• [BRIEF] Lines that include "layer" make up the answer; copy all of them from the data below.
╭─ SOURCE MATERIAL
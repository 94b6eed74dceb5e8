//! `barra`: terminal front-end for the bar backend.
//!
//! Every command loads what it needs, runs one operation through the shared
//! `Bar` state and prints the resulting notification. Failed operations exit
//! non-zero.

mod image;
mod prompt;
mod render;

use std::path::PathBuf;
use std::process::ExitCode;

use barra_client::{Bar, GatewayConfig, HttpGateway};
use barra_common::drink::{DrinkId, DrinkInput};
use barra_common::notification::NotificationKind;
use barra_common::order::{LineItemInput, OrderId};
use barra_common::premix::{PremixId, PremixInput};
use barra_common::shortage::{ShortageId, DEFAULT_SHORTAGE_QUANTITY, DEFAULT_SHORTAGE_UNIT};
use clap::{Args, Parser, Subcommand};
use tracing_subscriber::layer::SubscriberExt;
use tracing_subscriber::util::SubscriberInitExt;
use tracing_subscriber::EnvFilter;

use crate::prompt::CliConfirm;

type CliBar = Bar<HttpGateway, CliConfirm>;

#[derive(Parser, Debug)]
#[command(name = "barra", version, about = "Bar orders, premixes, drinks and shortages")]
struct Cli {
    /// Backend base URL. Defaults to $BARRA_API_URL, then http://localhost:5000/api.
    #[arg(long)]
    api_url: Option<String>,

    /// Log filter (e.g. "debug", "barra_client=trace"). Defaults to RUST_LOG, then "info".
    #[arg(long)]
    log_level: Option<String>,

    /// Skip confirmation prompts.
    #[arg(short, long)]
    yes: bool,

    #[command(subcommand)]
    command: Command,
}

#[derive(Subcommand, Debug)]
enum Command {
    /// Shortages, premixes to make and all orders
    Home,

    /// Supplier orders
    #[command(subcommand)]
    Orders(OrderCommand),

    /// Premix bases and their pending/ready status
    #[command(subcommand)]
    Premixes(PremixCommand),

    /// Drink recipes
    #[command(subcommand)]
    Drinks(DrinkCommand),

    /// Restock list
    #[command(subcommand)]
    Shortages(ShortageCommand),
}

#[derive(Subcommand, Debug)]
enum OrderCommand {
    /// List orders, oldest first
    #[command(alias = "ls")]
    List,

    /// Create an order from one or more line items
    Create {
        /// Line item as NAME:QUANTITY:UNIT, e.g. "Limes:3:kilo"
        #[arg(long = "item", required = true)]
        items: Vec<String>,
    },

    /// Mark a pending order as received
    Receive {
        id: String,
        #[arg(long)]
        comment: String,
        #[arg(long = "by")]
        received_by: String,
    },

    Delete {
        id: String,
    },
}

#[derive(Subcommand, Debug)]
enum PremixCommand {
    #[command(alias = "ls")]
    List,

    Add {
        #[command(flatten)]
        recipe: PremixArgs,
    },

    /// Flip between pending and ready
    Toggle {
        id: String,
    },

    Delete {
        id: String,
    },
}

#[derive(Args, Debug)]
struct PremixArgs {
    #[arg(long)]
    name: String,
    #[arg(long)]
    description: String,
    #[arg(long)]
    instructions: String,
    /// Comma-separated
    #[arg(long)]
    ingredients: String,
    /// PNG, JPEG, GIF, WebP or SVG file
    #[arg(long)]
    image: Option<PathBuf>,
    /// Start as pending instead of ready
    #[arg(long)]
    pending: bool,
}

#[derive(Subcommand, Debug)]
enum DrinkCommand {
    #[command(alias = "ls")]
    List,

    Add {
        #[command(flatten)]
        recipe: DrinkArgs,
    },

    /// Replace a drink's recipe
    Update {
        id: String,
        #[command(flatten)]
        recipe: DrinkArgs,
    },

    Delete {
        id: String,
    },
}

#[derive(Args, Debug)]
struct DrinkArgs {
    #[arg(long)]
    name: String,
    #[arg(long)]
    instructions: String,
    /// Comma-separated
    #[arg(long, default_value = "")]
    ingredients: String,
    #[arg(long)]
    image: Option<PathBuf>,
}

#[derive(Subcommand, Debug)]
enum ShortageCommand {
    #[command(alias = "ls")]
    List,

    Add {
        name: String,
        #[arg(long, default_value_t = f64::from(DEFAULT_SHORTAGE_QUANTITY))]
        quantity: f64,
        #[arg(long, default_value = DEFAULT_SHORTAGE_UNIT)]
        unit: String,
    },

    Delete {
        id: String,
    },
}

#[tokio::main]
async fn main() -> anyhow::Result<ExitCode> {
    let cli = Cli::parse();
    init_logging(cli.log_level.as_deref())?;

    let config = match cli.api_url.as_deref() {
        Some(url) => GatewayConfig::new(url),
        None => GatewayConfig::from_env(),
    };
    let gateway = HttpGateway::new(config);
    tracing::debug!(base_url = %gateway.config().base_url, "using backend");
    let confirm = if cli.yes {
        CliConfirm::Assume
    } else {
        CliConfirm::Ask
    };
    let mut bar = Bar::new(gateway, confirm);

    let ok = match cli.command {
        Command::Home => {
            let ok = bar.refresh_all().await;
            print!("{}", render::dashboard(&bar.dashboard()));
            ok
        }
        Command::Orders(command) => orders(&mut bar, command).await,
        Command::Premixes(command) => premixes(&mut bar, command).await?,
        Command::Drinks(command) => drinks(&mut bar, command).await?,
        Command::Shortages(command) => shortages(&mut bar, command).await,
    };

    report(&bar);
    Ok(if ok { ExitCode::SUCCESS } else { ExitCode::FAILURE })
}

fn init_logging(level: Option<&str>) -> anyhow::Result<()> {
    let filter = match level {
        Some(level) => EnvFilter::try_new(level)?,
        None => EnvFilter::try_from_default_env().unwrap_or_else(|_| EnvFilter::new("info")),
    };
    tracing_subscriber::registry()
        .with(filter)
        .with(
            tracing_subscriber::fmt::layer()
                .with_target(false)
                .with_writer(std::io::stderr),
        )
        .init();
    Ok(())
}

/// Print whatever notification the last operation left behind.
fn report(bar: &CliBar) {
    if let Some(notification) = bar.notification() {
        match notification.kind {
            NotificationKind::Success => println!("{}", notification.message),
            NotificationKind::Error => eprintln!("error: {}", notification.message),
        }
    }
}

async fn orders(bar: &mut CliBar, command: OrderCommand) -> bool {
    match command {
        OrderCommand::List => {
            let ok = bar.load_orders().await;
            print!("{}", render::orders(bar.orders().all()));
            ok
        }
        OrderCommand::Create { items } => {
            for item in &items {
                if !bar.add_line_item(&parse_item(item)) {
                    return false;
                }
            }
            bar.create_order().await.is_some()
        }
        OrderCommand::Receive {
            id,
            comment,
            received_by,
        } => {
            bar.load_orders().await
                && bar
                    .mark_received(&OrderId::from(id.as_str()), &comment, &received_by)
                    .await
                    .is_some()
        }
        OrderCommand::Delete { id } => bar.delete_order(&OrderId::from(id.as_str())).await,
    }
}

async fn premixes(bar: &mut CliBar, command: PremixCommand) -> anyhow::Result<bool> {
    Ok(match command {
        PremixCommand::List => {
            let ok = bar.load_premixes().await;
            print!("{}", render::premixes(bar.premixes().all()));
            ok
        }
        PremixCommand::Add { recipe } => {
            let input = PremixInput {
                name: recipe.name,
                description: recipe.description,
                instructions: recipe.instructions,
                ingredients: recipe.ingredients,
                image: read_image(recipe.image).await?,
                pending: Some(recipe.pending),
            };
            bar.create_premix(&input).await.is_some()
        }
        PremixCommand::Toggle { id } => {
            bar.load_premixes().await
                && bar.toggle_premix(&PremixId::from(id.as_str())).await.is_some()
        }
        PremixCommand::Delete { id } => bar.delete_premix(&PremixId::from(id.as_str())).await,
    })
}

async fn drinks(bar: &mut CliBar, command: DrinkCommand) -> anyhow::Result<bool> {
    Ok(match command {
        DrinkCommand::List => {
            let ok = bar.load_drinks().await;
            print!("{}", render::drinks(bar.drinks().all()));
            ok
        }
        DrinkCommand::Add { recipe } => {
            let input = drink_input(recipe).await?;
            bar.create_drink(&input).await.is_some()
        }
        DrinkCommand::Update { id, recipe } => {
            let input = drink_input(recipe).await?;
            bar.update_drink(&DrinkId::from(id.as_str()), &input)
                .await
                .is_some()
        }
        DrinkCommand::Delete { id } => bar.delete_drink(&DrinkId::from(id.as_str())).await,
    })
}

async fn shortages(bar: &mut CliBar, command: ShortageCommand) -> bool {
    match command {
        ShortageCommand::List => {
            let ok = bar.load_shortages().await;
            print!("{}", render::shortages(bar.shortages().all()));
            ok
        }
        ShortageCommand::Add {
            name,
            quantity,
            unit,
        } => bar.add_shortage_with(&name, quantity, &unit).await.is_some(),
        ShortageCommand::Delete { id } => {
            bar.delete_shortage(&ShortageId::from(id.as_str())).await
        }
    }
}

async fn drink_input(recipe: DrinkArgs) -> anyhow::Result<DrinkInput> {
    Ok(DrinkInput {
        name: recipe.name,
        instructions: recipe.instructions,
        ingredients: recipe.ingredients,
        image: read_image(recipe.image).await?,
    })
}

/// A missing `--image` is left for validation to report.
async fn read_image(path: Option<PathBuf>) -> anyhow::Result<Option<String>> {
    match path {
        Some(path) => Ok(Some(image::data_uri(&path).await?)),
        None => Ok(None),
    }
}

/// `NAME:QUANTITY:UNIT`. Missing or unparsable parts stay empty so the draft
/// rejects the item with the usual message.
fn parse_item(raw: &str) -> LineItemInput {
    let mut parts = raw.splitn(3, ':');
    let name = parts.next().unwrap_or_default().trim().to_string();
    let quantity = parts.next().and_then(|q| q.trim().parse().ok());
    let unit = parts.next().unwrap_or_default().trim().to_string();
    LineItemInput {
        name,
        quantity,
        unit,
    }
}
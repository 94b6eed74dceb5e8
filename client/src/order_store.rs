use barra_common::gateway::PersistenceGateway;
use barra_common::order::{LineItem, NewOrder, Order, OrderId, StatusChange};
use barra_common::validation::ValidationError;
use tracing::{debug, info};

use crate::error::StoreError;

/// Cached orders in the order the backend returned them (creation time
/// ascending). Pending and received are views filtered on status; nothing
/// here re-sorts. Every mutation is applied only after the backend
/// acknowledged it.
#[derive(Debug, Clone, Default)]
pub struct OrderStore {
    orders: Vec<Order>,
}

impl OrderStore {
    pub fn new() -> Self {
        Self::default()
    }

    /// Every cached order, in backend order.
    pub fn all(&self) -> &[Order] {
        &self.orders
    }

    pub fn pending(&self) -> Vec<&Order> {
        self.orders.iter().filter(|o| o.is_pending()).collect()
    }

    pub fn received(&self) -> Vec<&Order> {
        self.orders.iter().filter(|o| !o.is_pending()).collect()
    }

    pub fn get(&self, id: &OrderId) -> Option<&Order> {
        self.orders.iter().find(|o| o.id == *id)
    }

    pub fn len(&self) -> usize {
        self.orders.len()
    }

    pub fn is_empty(&self) -> bool {
        self.orders.is_empty()
    }

    /// Replace the cache with the backend's full list.
    ///
    /// On failure the cache stays as it was.
    pub async fn list<G: PersistenceGateway>(&mut self, gateway: &G) -> Result<(), StoreError> {
        let orders = gateway.list_orders().await.map_err(StoreError::Fetch)?;
        let pending = orders.iter().filter(|o| o.is_pending()).count();
        debug!(pending, received = orders.len() - pending, "orders loaded");
        self.orders = orders;
        Ok(())
    }

    /// Persist a new order and append the backend's copy.
    ///
    /// An empty item list is rejected before the gateway is called.
    pub async fn create<G: PersistenceGateway>(
        &mut self,
        gateway: &G,
        items: Vec<LineItem>,
    ) -> Result<Order, StoreError> {
        let request = NewOrder::new(items)?;
        let order = gateway.create_order(&request).await?;
        info!(id = %order.id, items = order.items.len(), "order created");
        self.orders.push(order.clone());
        Ok(order)
    }

    /// Move an order from pending to received.
    ///
    /// `comment` and `received_by` must be non-blank. The backend's copy
    /// replaces the cached one where it stands, so the id is received exactly
    /// once; an order that was not cached is appended.
    pub async fn mark_received<G: PersistenceGateway>(
        &mut self,
        gateway: &G,
        id: &OrderId,
        comment: &str,
        received_by: &str,
    ) -> Result<Order, StoreError> {
        let change = StatusChange::received(comment, received_by)?;
        if self.get(id).is_some_and(|o| !o.is_pending()) {
            return Err(ValidationError::AlreadyReceived { id: id.to_string() }.into());
        }
        let order = gateway.set_order_status(id, &change).await?;
        info!(%id, received_by, "order received");
        match self.orders.iter().position(|o| o.id == *id) {
            Some(index) => self.orders[index] = order.clone(),
            None => self.orders.push(order.clone()),
        }
        Ok(order)
    }

    pub async fn delete<G: PersistenceGateway>(
        &mut self,
        gateway: &G,
        id: &OrderId,
    ) -> Result<(), StoreError> {
        gateway.delete_order(id).await?;
        info!(%id, "order deleted");
        self.orders.retain(|o| o.id != *id);
        Ok(())
    }
}
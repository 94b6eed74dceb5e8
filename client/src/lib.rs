pub mod bar;
pub mod config;
pub mod confirm;
pub mod drink_store;
pub mod error;
pub mod http_gateway;
pub mod memory_gateway;
pub mod notifier;
pub mod order_store;
pub mod premix_store;
pub mod shortage_store;

pub use bar::{Bar, Dashboard, OrderLine};
pub use config::GatewayConfig;
pub use confirm::{AutoConfirm, Confirm};
pub use error::StoreError;
pub use http_gateway::HttpGateway;
pub use memory_gateway::MemoryGateway;
pub use notifier::Notifier;
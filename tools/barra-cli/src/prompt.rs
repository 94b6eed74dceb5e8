use barra_client::Confirm;
use tokio::io::{AsyncBufReadExt, AsyncWriteExt, BufReader};

/// Confirmation for destructive commands.
#[derive(Debug, Clone, Copy)]
pub enum CliConfirm {
    /// `--yes` was passed.
    Assume,
    /// Ask on the terminal.
    Ask,
}

impl Confirm for CliConfirm {
    async fn confirm(&self, prompt: &str) -> bool {
        match self {
            CliConfirm::Assume => true,
            CliConfirm::Ask => ask(prompt).await.unwrap_or_else(|err| {
                tracing::warn!(%err, "could not read confirmation");
                false
            }),
        }
    }
}

async fn ask(prompt: &str) -> std::io::Result<bool> {
    let mut stderr = tokio::io::stderr();
    stderr.write_all(format!("{prompt} [y/N] ").as_bytes()).await?;
    stderr.flush().await?;

    let mut line = String::new();
    BufReader::new(tokio::io::stdin()).read_line(&mut line).await?;
    Ok(is_yes(&line))
}

fn is_yes(answer: &str) -> bool {
    matches!(answer.trim().to_ascii_lowercase().as_str(), "y" | "yes" | "s" | "si" | "sí")
}
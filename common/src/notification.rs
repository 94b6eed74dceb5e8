use serde::{Deserialize, Serialize};

/// How long a notification stays visible, in milliseconds.
pub const NOTIFICATION_TTL_MS: u64 = 3000;

/// Outcome a notification reports.
#[derive(Debug, Clone, Copy, Default, PartialEq, Eq, Hash, Serialize, Deserialize)]
#[serde(rename_all = "lowercase")]
pub enum NotificationKind {
    #[default]
    Success,
    Error,
}

/// A short user-facing message about the outcome of the last action.
#[derive(Debug, Clone, PartialEq, Eq, Serialize, Deserialize)]
pub struct Notification {
    pub message: String,
    #[serde(rename = "type")]
    pub kind: NotificationKind,
}

impl Notification {
    pub fn new(message: impl Into<String>, kind: NotificationKind) -> Self {
        Self {
            message: message.into(),
            kind,
        }
    }

    pub fn is_error(&self) -> bool {
        self.kind == NotificationKind::Error
    }
}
╰─
• [ANSWER AREA]
use tracing_subscriber::layer::SubscriberExt;
            tracing_subscriber::fmt::layer()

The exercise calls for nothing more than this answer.